VTi temperature indicator image

Staff at a supported living community have praised an innovative new temperature indicator which has helped them to monitor and respond to illnesses quickly from a safe distance, enhancing their delivery of care quality.

The team at Elan Care Whitethorn, a home health care service based in Hartlepool, County Durham, has been trialling the Visual Temperature Indicator (VTi) – an adhesive disc applied to the head that accurately monitors the body temperature health of the wearer.

With a high temperature being one of the first symptoms of a number of health concerns, including COVID-19, the VTi immediately alerts the wearer, or a carer, to a change in temperature at the earliest stage by changing colour.

Displaying green when normal, the disc changes to a shade of red when it rises to 37.5C. If the temperature rises to 38C, the VTi symbol will turn bright red, indicating that immediate action should be taken.
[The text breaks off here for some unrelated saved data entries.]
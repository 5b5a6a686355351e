//! Optional per-application descriptor stored at `conf/config.json`.

use std::fs;
use std::io;

use camino::{Utf8Path, Utf8PathBuf};
use serde::{Deserialize, Deserializer};
use thiserror::Error;

use crate::logging::LoggingSettings;

/// Errors raised while reading the application descriptor.
#[derive(Debug, Error)]
pub enum AppConfigError {
    /// The descriptor exists but could not be read.
    #[error("failed to read application config '{path}': {source}")]
    Read {
        /// Descriptor path.
        path: Utf8PathBuf,
        /// Underlying I/O error.
        #[source]
        source: io::Error,
    },
    /// The descriptor is not valid JSON of the expected shape.
    #[error("failed to parse application config '{path}': {source}")]
    Parse {
        /// Descriptor path.
        path: Utf8PathBuf,
        /// Underlying JSON error.
        #[source]
        source: serde_json::Error,
    },
    /// The descriptor lacks a non-empty `appname` string.
    #[error("application config '{path}' must define a non-empty 'appname' string")]
    MissingAppName {
        /// Descriptor path.
        path: Utf8PathBuf,
    },
}

/// Parsed application descriptor.
///
/// Unknown fields are ignored: the same file also carries settings consumed by
/// the runtime's own modules. A malformed `embed` section falls back to the
/// default logging settings rather than hiding `appname`.
#[derive(Debug, Clone, Default, Deserialize)]
#[serde(default)]
pub struct AppConfig {
    appname: Option<String>,
    #[serde(deserialize_with = "lenient_logging")]
    embed: LoggingSettings,
    #[serde(skip)]
    path: Utf8PathBuf,
}

fn lenient_logging<'de, D: Deserializer<'de>>(
    deserializer: D,
) -> Result<LoggingSettings, D::Error> {
    let section = serde_json::Value::deserialize(deserializer)?;
    Ok(LoggingSettings::deserialize(section).unwrap_or_default())
}

impl AppConfig {
    /// Reads the descriptor when `path` names a regular file.
    ///
    /// Returns `Ok(None)` when the file is absent or is a directory.
    ///
    /// # Errors
    ///
    /// Returns [`AppConfigError`] when the file exists but cannot be read or
    /// parsed.
    pub fn load(path: &Utf8Path) -> Result<Option<Self>, AppConfigError> {
        let is_file = fs::metadata(path).is_ok_and(|metadata| metadata.is_file());
        if !is_file {
            return Ok(None);
        }
        let raw = fs::read(path).map_err(|source| AppConfigError::Read {
            path: path.to_path_buf(),
            source,
        })?;
        let mut config: Self =
            serde_json::from_slice(&raw).map_err(|source| AppConfigError::Parse {
                path: path.to_path_buf(),
                source,
            })?;
        config.path = path.to_path_buf();
        Ok(Some(config))
    }

    /// Returns the mandatory application name.
    ///
    /// # Errors
    ///
    /// Returns [`AppConfigError::MissingAppName`] when `appname` is absent or
    /// empty.
    pub fn application_name(&self) -> Result<&str, AppConfigError> {
        match self.appname.as_deref() {
            Some(name) if !name.is_empty() => Ok(name),
            _ => Err(AppConfigError::MissingAppName {
                path: self.path.clone(),
            }),
        }
    }

    /// Telemetry settings for the embed layer.
    #[must_use]
    pub const fn logging(&self) -> &LoggingSettings {
        &self.embed
    }
}
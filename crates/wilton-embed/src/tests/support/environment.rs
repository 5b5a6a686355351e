//! Fixed environment table for deterministic snapshots.

use crate::environment::EnvironmentSource;

#[derive(Debug, Clone, Default)]
pub struct StaticEnvironment {
    entries: Vec<Vec<u8>>,
}

impl StaticEnvironment {
    #[must_use]
    pub fn new<I, E>(entries: I) -> Self
    where
        I: IntoIterator<Item = E>,
        E: AsRef<[u8]>,
    {
        Self {
            entries: entries
                .into_iter()
                .map(|entry| entry.as_ref().to_vec())
                .collect(),
        }
    }
}

impl EnvironmentSource for StaticEnvironment {
    fn entries(&self) -> Vec<Vec<u8>> {
        self.entries.clone()
    }
}
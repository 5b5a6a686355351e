//! Scenario world shared across the bootstrap BDD steps.

use std::cell::RefCell;
use std::sync::Arc;

use crate::boundary;
use crate::error::BootstrapError;
use crate::host::Host;
use crate::lifecycle::Embedder;
use crate::params::InitRequest;

use super::binder::StaticBinder;
use super::dispatcher::RecordingDispatcher;
use super::environment::StaticEnvironment;
use super::fixtures::{DEFAULT_MANIFEST, RuntimeFixture};
use super::journal::CallJournal;
use super::registry::RecordingModuleRegistry;
use super::reporter::RecordingHealthReporter;
use super::signals::RecordingSignals;

/// Which directories the next `init` request points at.
#[derive(Debug, Clone, Copy, PartialEq, Eq)]
pub enum RequestShape {
    Valid,
    MissingHome,
    FileAsAppDir,
}

/// Scenario world shared across BDD steps.
pub struct TestWorld {
    pub fixture: RuntimeFixture,
    pub journal: CallJournal,
    pub registry: RecordingModuleRegistry,
    pub signals: RecordingSignals,
    pub dispatcher: RecordingDispatcher,
    pub reporter: Arc<RecordingHealthReporter>,
    pub embedder: Embedder,
    shape: RequestShape,
    results: Vec<Result<(), BootstrapError>>,
}

impl TestWorld {
    /// Builds a world around a fresh runtime home.
    #[must_use]
    pub fn new() -> Self {
        let journal = CallJournal::default();
        let registry = RecordingModuleRegistry::with_journal(journal.clone());
        let signals = RecordingSignals::with_journal(journal.clone());
        let dispatcher = RecordingDispatcher::default();
        let reporter = Arc::new(RecordingHealthReporter::default());
        let host = Host::new(
            Arc::new(dispatcher.clone()),
            Arc::new(registry.clone()),
            Arc::new(signals.clone()),
        );
        let embedder = Embedder::new(
            StaticBinder::new(host),
            StaticEnvironment::new(["B=2", "A=1=x", "INVALID=ab\u{fffd}"]),
            reporter.clone(),
        );
        Self {
            fixture: RuntimeFixture::with_manifest(DEFAULT_MANIFEST),
            journal,
            registry,
            signals,
            dispatcher,
            reporter,
            embedder,
            shape: RequestShape::Valid,
            results: Vec::new(),
        }
    }

    /// Points the next request at different directories.
    pub fn use_request_shape(&mut self, shape: RequestShape) {
        self.shape = shape;
    }

    fn request(&self, engine: &str) -> InitRequest {
        match self.shape {
            RequestShape::Valid => self.fixture.request(engine),
            RequestShape::MissingHome => self.fixture.request_with_missing_home(engine),
            RequestShape::FileAsAppDir => self.fixture.request_with_file_app(engine),
        }
    }

    /// Runs `init` once more.
    pub fn init(&mut self, engine: &str) {
        let request = self.request(engine);
        let result = self.embedder.init(&request);
        self.results.push(result);
    }

    /// Result of the latest `init`.
    #[must_use]
    pub fn last_result(&self) -> Option<&Result<(), BootstrapError>> {
        self.results.last()
    }

    /// Error of the latest `init`, if it failed.
    #[must_use]
    pub fn last_error(&self) -> Option<&BootstrapError> {
        self.last_result().and_then(|result| result.as_ref().err())
    }

    /// Boundary rendering of the latest failure.
    #[must_use]
    pub fn rendered_error(&self) -> Option<String> {
        self.last_error().map(boundary::render)
    }
}

impl Default for TestWorld {
    fn default() -> Self {
        Self::new()
    }
}

/// Fixture constructor used by the scenario bindings.
pub fn world() -> RefCell<TestWorld> {
    RefCell::new(TestWorld::new())
}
If and when the wearer’s temperature returns to within a normal range, the indicator will revert back to green.

Marie Robson, Head of Care from Elan Care Whitethorn, said the VTi has proven itself to be effective for monitoring temperature on a large scale, staff and clients, especially in supporting those who may not otherwise be able to fully communicate their symptoms, bringing about a sense of togetherness.
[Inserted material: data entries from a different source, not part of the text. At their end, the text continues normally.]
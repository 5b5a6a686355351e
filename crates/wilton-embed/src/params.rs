//! Validation of the explicit-length arguments accepted by `init`.

use std::ffi::{c_char, c_int};
use std::fmt;
use std::slice;

use camino::{Utf8Path, Utf8PathBuf};

use crate::error::ParameterError;

/// Checks that `length` is a positive count that fits in 16 bits.
///
/// # Errors
///
/// Returns [`ParameterError::InvalidLength`] otherwise.
pub fn validate_length(name: &'static str, length: i64) -> Result<usize, ParameterError> {
    match u16::try_from(length) {
        Ok(count) if count > 0 => Ok(usize::from(count)),
        _ => Err(ParameterError::InvalidLength { name, length }),
    }
}

/// Borrows a caller-owned buffer after checking its pointer and length.
///
/// # Errors
///
/// Returns [`ParameterError::Null`] for a null pointer and
/// [`ParameterError::InvalidLength`] for a length outside `1..=u16::MAX`.
///
/// # Safety
///
/// When non-null, `ptr` must be valid for reads of `length` bytes for the
/// lifetime `'a`.
pub unsafe fn raw_argument<'a>(
    name: &'static str,
    ptr: *const c_char,
    length: c_int,
) -> Result<&'a [u8], ParameterError> {
    if ptr.is_null() {
        return Err(ParameterError::Null { name });
    }
    let count = validate_length(name, i64::from(length))?;
    // SAFETY: the caller guarantees `ptr` is readable for `length` bytes and
    // `count` equals that positive length.
    Ok(unsafe { slice::from_raw_parts(ptr.cast::<u8>(), count) })
}

/// Borrows a caller-owned payload buffer that may be empty.
///
/// # Errors
///
/// Returns [`ParameterError::Null`] for a null pointer and
/// [`ParameterError::InvalidLength`] for a negative length.
///
/// # Safety
///
/// When non-null, `ptr` must be valid for reads of `length` bytes for the
/// lifetime `'a`.
pub unsafe fn payload_argument<'a>(
    name: &'static str,
    ptr: *const c_char,
    length: c_int,
) -> Result<&'a [u8], ParameterError> {
    if ptr.is_null() {
        return Err(ParameterError::Null { name });
    }
    let count = usize::try_from(length).map_err(|_| ParameterError::InvalidLength {
        name,
        length: i64::from(length),
    })?;
    // SAFETY: the caller guarantees `ptr` is readable for `length` bytes.
    Ok(unsafe { slice::from_raw_parts(ptr.cast::<u8>(), count) })
}

fn utf8_argument<'a>(name: &'static str, bytes: &'a [u8]) -> Result<&'a str, ParameterError> {
    validate_length(name, i64::try_from(bytes.len()).unwrap_or(i64::MAX))?;
    std::str::from_utf8(bytes).map_err(|_| ParameterError::NotUtf8 { name })
}

/// Identifier of the script engine to activate, e.g. `quickjs`.
#[derive(Debug, Clone, PartialEq, Eq, Hash)]
pub struct ScriptEngine(String);

impl ScriptEngine {
    /// Validates an engine identifier.
    ///
    /// # Errors
    ///
    /// Returns [`ParameterError::InvalidScriptEngine`] when the value is empty
    /// or contains a path separator or NUL, since it forms a module name.
    pub fn new(value: impl Into<String>) -> Result<Self, ParameterError> {
        let value = value.into();
        let invalid = value.is_empty() || value.contains(['/', '\\', '\0']);
        if invalid {
            return Err(ParameterError::InvalidScriptEngine { value });
        }
        Ok(Self(value))
    }

    /// Returns the identifier.
    #[must_use]
    pub fn as_str(&self) -> &str {
        self.0.as_str()
    }
}

impl fmt::Display for ScriptEngine {
    fn fmt(&self, formatter: &mut fmt::Formatter<'_>) -> fmt::Result {
        formatter.write_str(self.as_str())
    }
}

/// Validated arguments of a single `init` invocation.
#[derive(Debug, Clone, PartialEq, Eq)]
pub struct InitRequest {
    runtime_home: Utf8PathBuf,
    script_engine: ScriptEngine,
    app_dir: Utf8PathBuf,
}

impl InitRequest {
    /// Builds a request from already decoded strings.
    ///
    /// # Errors
    ///
    /// Returns [`ParameterError`] when an argument is empty, longer than
    /// `u16::MAX` bytes, or the engine identifier is invalid.
    pub fn new(
        runtime_home: &str,
        script_engine: &str,
        app_dir: &str,
    ) -> Result<Self, ParameterError> {
        Self::from_bytes(
            runtime_home.as_bytes(),
            script_engine.as_bytes(),
            app_dir.as_bytes(),
        )
    }

    /// Builds a request from the raw argument bytes.
    ///
    /// # Errors
    ///
    /// Returns [`ParameterError`] when an argument has an invalid length, is
    /// not UTF-8, or the engine identifier is invalid.
    pub fn from_bytes(
        runtime_home: &[u8],
        script_engine: &[u8],
        app_dir: &[u8],
    ) -> Result<Self, ParameterError> {
        let runtime_home = utf8_argument("wilton_home", runtime_home)?;
        let script_engine = utf8_argument("script_engine", script_engine)?;
        let app_dir = utf8_argument("app_dir", app_dir)?;
        Ok(Self {
            runtime_home: Utf8PathBuf::from(runtime_home),
            script_engine: ScriptEngine::new(script_engine)?,
            app_dir: Utf8PathBuf::from(app_dir),
        })
    }

    /// Runtime installation root as supplied.
    #[must_use]
    pub fn runtime_home(&self) -> &Utf8Path {
        &self.runtime_home
    }

    /// Requested script engine.
    #[must_use]
    pub const fn script_engine(&self) -> &ScriptEngine {
        &self.script_engine
    }

    /// Application directory as supplied.
    #[must_use]
    pub fn app_dir(&self) -> &Utf8Path {
        &self.app_dir
    }
}
//! Test module registry: records load requests and supports injected failures.

use std::collections::HashMap;
use std::sync::{Arc, Mutex};

use camino::{Utf8Path, Utf8PathBuf};

use crate::activation::ModuleRegistry;
use crate::error::ModuleLoadError;

use super::journal::CallJournal;

/// Module registry that records requests and supports injected failures.
#[derive(Clone, Default)]
pub struct RecordingModuleRegistry {
    journal: CallJournal,
    state: Arc<Mutex<RegistryState>>,
}

impl RecordingModuleRegistry {
    /// Builds a registry writing into `journal`.
    #[must_use]
    pub fn with_journal(journal: CallJournal) -> Self {
        Self {
            journal,
            state: Arc::default(),
        }
    }

    /// Configures the registry to fail for the specified module.
    pub fn fail_on(&self, module: impl Into<String>, message: impl Into<String>) {
        let mut state = self.state.lock().expect("registry state mutex poisoned");
        state.failures.insert(module.into(), message.into());
    }

    /// Returns every module that was requested, in order.
    #[must_use]
    pub fn recorded_loads(&self) -> Vec<String> {
        let state = self.state.lock().expect("registry state mutex poisoned");
        state.loads.iter().map(|(name, _)| name.clone()).collect()
    }

    /// Returns the search roots passed alongside each request.
    #[must_use]
    pub fn recorded_roots(&self) -> Vec<Utf8PathBuf> {
        let state = self.state.lock().expect("registry state mutex poisoned");
        state.loads.iter().map(|(_, root)| root.clone()).collect()
    }
}

impl ModuleRegistry for RecordingModuleRegistry {
    fn load(&self, name: &str, search_root: &Utf8Path) -> Result<(), ModuleLoadError> {
        self.journal.record(name);
        let failure = {
            let mut state = self.state.lock().expect("registry state mutex poisoned");
            state.loads.push((name.to_owned(), search_root.to_path_buf()));
            state.failures.get(name).cloned()
        };
        match failure {
            Some(message) => Err(ModuleLoadError::new(name, message)),
            None => Ok(()),
        }
    }
}

#[derive(Default)]
struct RegistryState {
    loads: Vec<(String, Utf8PathBuf)>,
    failures: HashMap<String, String>,
}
She said: “The VTi has shown its worth in protecting our community. It makes the complicated task of large-scale temperature health monitoring simple and that is very helpful in care. The camaraderie and everyone looking out for each other has been wonderful.”
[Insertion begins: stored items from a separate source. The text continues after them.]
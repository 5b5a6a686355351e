//! Exported C ABI of the embed layer.
//!
//! Every function catches panics; nothing unwinds into the host. Returned
//! error strings and `json_out` buffers are allocated by
//! [`wilton_embed_alloc`] and must be released with [`wilton_embed_free`].

use std::ffi::{c_char, c_int};
use std::panic::{self, AssertUnwindSafe};
use std::ptr;

use once_cell::sync::Lazy;

use crate::boundary;
use crate::error::{BootstrapError, ParameterError, Stage};
use crate::lifecycle::Embedder;
use crate::params::{payload_argument, raw_argument};

static EMBEDDER: Lazy<Embedder> = Lazy::new(Embedder::native);

fn guarded(operation: &str, body: impl FnOnce() -> *mut c_char) -> *mut c_char {
    panic::catch_unwind(AssertUnwindSafe(body)).unwrap_or_else(|payload| {
        boundary::alloc_copy(boundary::render_panic(payload.as_ref(), operation).as_bytes())
    })
}

fn parameter_failure(error: ParameterError) -> *mut c_char {
    let error = BootstrapError::new(Stage::Parameters, error);
    boundary::alloc_copy(boundary::render(&error).as_bytes())
}

/// Allocates a buffer the host may pass back to [`wilton_embed_free`].
#[unsafe(no_mangle)]
pub extern "C" fn wilton_embed_alloc(size_bytes: c_int) -> *mut c_char {
    usize::try_from(size_bytes).map_or(ptr::null_mut(), boundary::alloc)
}

/// Releases a buffer returned by this library.
///
/// # Safety
///
/// `buffer` must be null or a buffer returned by this library that has not
/// been released yet.
#[unsafe(no_mangle)]
pub unsafe extern "C" fn wilton_embed_free(buffer: *mut c_char) {
    // SAFETY: guaranteed by the caller.
    unsafe { boundary::release(buffer) };
}

/// Bootstraps the runtime. Returns null on success or an error message.
///
/// # Safety
///
/// Each non-null pointer must be readable for its accompanying length.
#[unsafe(no_mangle)]
pub unsafe extern "C" fn wilton_embed_init(
    wilton_home: *const c_char,
    wilton_home_len: c_int,
    script_engine: *const c_char,
    script_engine_len: c_int,
    app_dir: *const c_char,
    app_dir_len: c_int,
) -> *mut c_char {
    guarded("wilton_embed_init", || {
        // SAFETY: the caller guarantees every pointer covers its length.
        let arguments = unsafe {
            raw_argument("wilton_home", wilton_home, wilton_home_len).and_then(|home| {
                let engine = raw_argument("script_engine", script_engine, script_engine_len)?;
                let app = raw_argument("app_dir", app_dir, app_dir_len)?;
                Ok((home, engine, app))
            })
        };
        let (home, engine, app) = match arguments {
            Ok(arguments) => arguments,
            Err(error) => return parameter_failure(error),
        };
        match EMBEDDER.init_from_bytes(home, engine, app) {
            Ok(()) => ptr::null_mut(),
            Err(error) => boundary::alloc_copy(boundary::render(&error).as_bytes()),
        }
    })
}

/// Requests shutdown. Always returns null.
#[unsafe(no_mangle)]
pub extern "C" fn wilton_embed_shutdown() -> *mut c_char {
    guarded("wilton_embed_shutdown", || {
        EMBEDDER.shutdown();
        ptr::null_mut()
    })
}

/// Passes a call through to the call-dispatch subsystem.
///
/// On success `json_out` receives a NUL-terminated result buffer and
/// `json_out_len` its length without the terminator.
///
/// # Safety
///
/// `call_name` and `json_in` must be readable for their lengths; `json_out`
/// and `json_out_len` must be writable.
#[unsafe(no_mangle)]
pub unsafe extern "C" fn wilton_embed_call(
    call_name: *const c_char,
    call_name_len: c_int,
    json_in: *const c_char,
    json_in_len: c_int,
    json_out: *mut *mut c_char,
    json_out_len: *mut c_int,
) -> *mut c_char {
    guarded("wilton_embed_call", || {
        if json_out.is_null() {
            return parameter_failure(ParameterError::Null { name: "json_out" });
        }
        if json_out_len.is_null() {
            return parameter_failure(ParameterError::Null { name: "json_out_len" });
        }
        // SAFETY: the caller guarantees both pointers cover their lengths.
        let arguments = unsafe {
            raw_argument("call_name", call_name, call_name_len).and_then(|name| {
                let payload = payload_argument("json_in", json_in, json_in_len)?;
                Ok((name, payload))
            })
        };
        let (name, payload) = match arguments {
            Ok(arguments) => arguments,
            Err(error) => return parameter_failure(error),
        };
        let result = match EMBEDDER.call(name, payload) {
            Ok(result) => result,
            Err(error) => return boundary::alloc_copy(error.to_string().as_bytes()),
        };
        let Ok(length) = c_int::try_from(result.len()) else {
            let message = format!("call result too large: [{}] bytes", result.len());
            return boundary::alloc_copy(message.as_bytes());
        };
        let buffer = boundary::alloc_copy(&result);
        if buffer.is_null() {
            return boundary::alloc_copy(b"unable to allocate call result buffer");
        }
        // SAFETY: both output pointers were checked for null and the caller
        // guarantees they are writable.
        unsafe {
            json_out.write(buffer);
            json_out_len.write(length);
        }
        ptr::null_mut()
    })
}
For senior team member Trina Robinson, the VTi helped her to identify a potential health issue at the earliest opportunity, minimising risk to herself and those around her.

“I think the VTi is a brilliant early indication tool,” she commented. “A colleague pointed out my VTi was red and we confirmed my temperature was high with secondary healthcare checks. Within 10 minutes I left the site to follow guidelines and visited the doctor who diagnosed an ear infection, thankfully nothing more serious.”

Developed as an aid to continuously monitor a person’s body temperature when traditional medical devices and thermometers are not in use, the VTi uses thermoreactive technology that reacts to the body’s temperature.

VTi Director John Hill said the benefits of the VTi are wide ranging, especially in settings where the health of others is a priority, commenting: “The landscape across healthcare will be changed forever but, a high temperature is the first symptom of many underlying health conditions. Therefore, bringing something to the market that adds an extra layer of protection while still enabling social distancing, keeping people safe in the knowledge that any changes can be picked up immediately is of benefit to everyone.”